Christine A. Funk, a defense lawyer, projected drawings by Mr. Bin Amin of his torture onto a screen in the courtroom as she described him as a broken man who at the time of his capture in Thailand cooperated with the authorities. In addition to his three years in the C.I.A. black sites, she said, he spent his first 10 years at Guantánamo Bay in solitary confinement.
“Upon his arrival in the black sites, he was immediately tortured,” she said. “Not immediately interrogated. Immediately tortured.”
She cited federal and congressional investigations that confirmed he was held naked in isolation while shackled in painful positions, had water poured down his nose and throat, and was forced to squat with a broom behind his knees. Each situation was illustrated by a drawing that is now evidence in the case.
“This is, frankly, un-American,” she said. “This is not who we are. But it is what we did.”
The chief prosecutor, Col. George C. Kraehe, said the true torture victims were the families of the dead, “who have been rendered for their lifetimes horrified, terrorized, bereft of their precious loved ones, stolen from them by the accused’s barbaric acts.”
“Our task here is not to give the accused justice,” Colonel Kraehe said. “Our task here is to give the victims justice.”
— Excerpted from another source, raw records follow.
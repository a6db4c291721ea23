//! BiblioFlow library management server
//!
//! REST JSON API for a school library: students, books, and the borrows
//! that link them, with overdue warnings recorded on late returns.

use std::sync::Arc;

pub mod api;
pub mod config;
pub mod error;
pub mod models;
pub mod repository;
pub mod rules;
pub mod services;

pub use config::AppConfig;
pub use error::{AppError, AppResult};

/// Application state shared across all handlers
#[derive(Clone)]
pub struct AppState {
    pub config: Arc<AppConfig>,
    pub services: Arc<services::Services>,
}

impl AppState {
    pub fn new(config: AppConfig, repository: repository::Repository) -> Self {
        Self {
            config: Arc::new(config),
            services: Arc::new(services::Services::new(repository)),
        }
    }
}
He defended the C.I.A. interrogation program as a product of the time, “at the start of the war on terror, when the United States sought to defend itself and the world from forces that had viciously attacked the United States, killing thousands of innocents, forces that had attacked other countries, forces that sought to destroy the American way of life. This war continues to this day.”
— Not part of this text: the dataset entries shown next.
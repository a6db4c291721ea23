//! Student registration and management service

use chrono::Utc;
use uuid::Uuid;
use validator::Validate;

use crate::{
    error::{AppError, AppResult},
    models::{
        BorrowDetails, BorrowFilter, BorrowQuery, Search, Student, StudentInput, StudentQuery,
        UpdateStudent,
    },
    repository::Repository,
    rules,
};

#[derive(Clone)]
pub struct StudentsService {
    repository: Repository,
}

impl StudentsService {
    pub fn new(repository: Repository) -> Self {
        Self { repository }
    }

    /// Register a new student
    pub async fn create(&self, input: StudentInput) -> AppResult<Student> {
        let input = input.normalized();
        input.validate()?;

        let student = self.repository.create_student(&input).await?;
        tracing::info!(
            student_id = %student.id,
            admission_number = %student.admission_number,
            "Student registered"
        );
        Ok(student)
    }

    /// List students, optionally filtered by name, admission number or class
    pub async fn list(&self, query: &StudentQuery) -> AppResult<Vec<Student>> {
        let (limit, skip) = rules::page_bounds(query.limit, query.skip);
        let search = Search::new(query.q.as_deref(), limit, skip);
        self.repository.search_students(&search, true).await
    }

    /// Bounded suggestions matching name or admission number
    pub async fn suggest(&self, q: Option<&str>) -> AppResult<Vec<Student>> {
        let search = Search::new(q, rules::SUGGESTION_LIMIT, 0);
        self.repository.search_students(&search, false).await
    }

    pub async fn get(&self, id: Uuid) -> AppResult<Student> {
        self.repository.get_student(id).await
    }

    /// Partial update; the merged record must pass the same checks as a registration
    pub async fn update(&self, id: Uuid, update: UpdateStudent) -> AppResult<Student> {
        let current = self.repository.get_student(id).await?;
        let input = StudentInput::merged(&current, update).normalized();
        input.validate()?;
        self.repository.update_student(id, &input).await
    }

    pub async fn delete(&self, id: Uuid) -> AppResult<()> {
        self.repository.delete_student(id).await.inspect_err(|e| {
            if let AppError::Conflict(reason) = e {
                tracing::warn!(student_id = %id, "Delete refused: {}", reason);
            }
        })?;
        tracing::info!(student_id = %id, "Student deleted");
        Ok(())
    }

    /// Borrows of one student, newest first
    pub async fn borrows(&self, id: Uuid, query: &BorrowQuery) -> AppResult<Vec<BorrowDetails>> {
        self.repository.get_student(id).await?;
        let filter = BorrowFilter::from_query(query, Some(id));
        self.repository.list_borrows(&filter, Utc::now()).await
    }
}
Besides, he said, the defendants “left this program approximately 18 years ago.”
Mr. Bin Lep was also tortured, Mr. Bouffard said. But he has decided to forgive those who did it, and move forward.
Both defense and prosecution lawyers gave the jury a lesson in conspiracy as a war crime, and explained that the men became accessories to the Bali bombing by training with Al Qaeda in Afghanistan before the attacks and by helping perpetrators elude capture afterward.
Mr. Bin Lep “may not have planned the bombings, may not have carried them out, may not have known when and where,” Mr. Bouffard said. “But he helped the people who did.”
The chief defense counsel for military commissions, Brig. Gen. Jackie L. Thompson Jr., issued a statement lamenting how long it took to bring the men to trial. He said the U.S. decision after Sept. 11 to establish the C.I.A. interrogation program “frustrated the desire of everyone for accountability and justice.”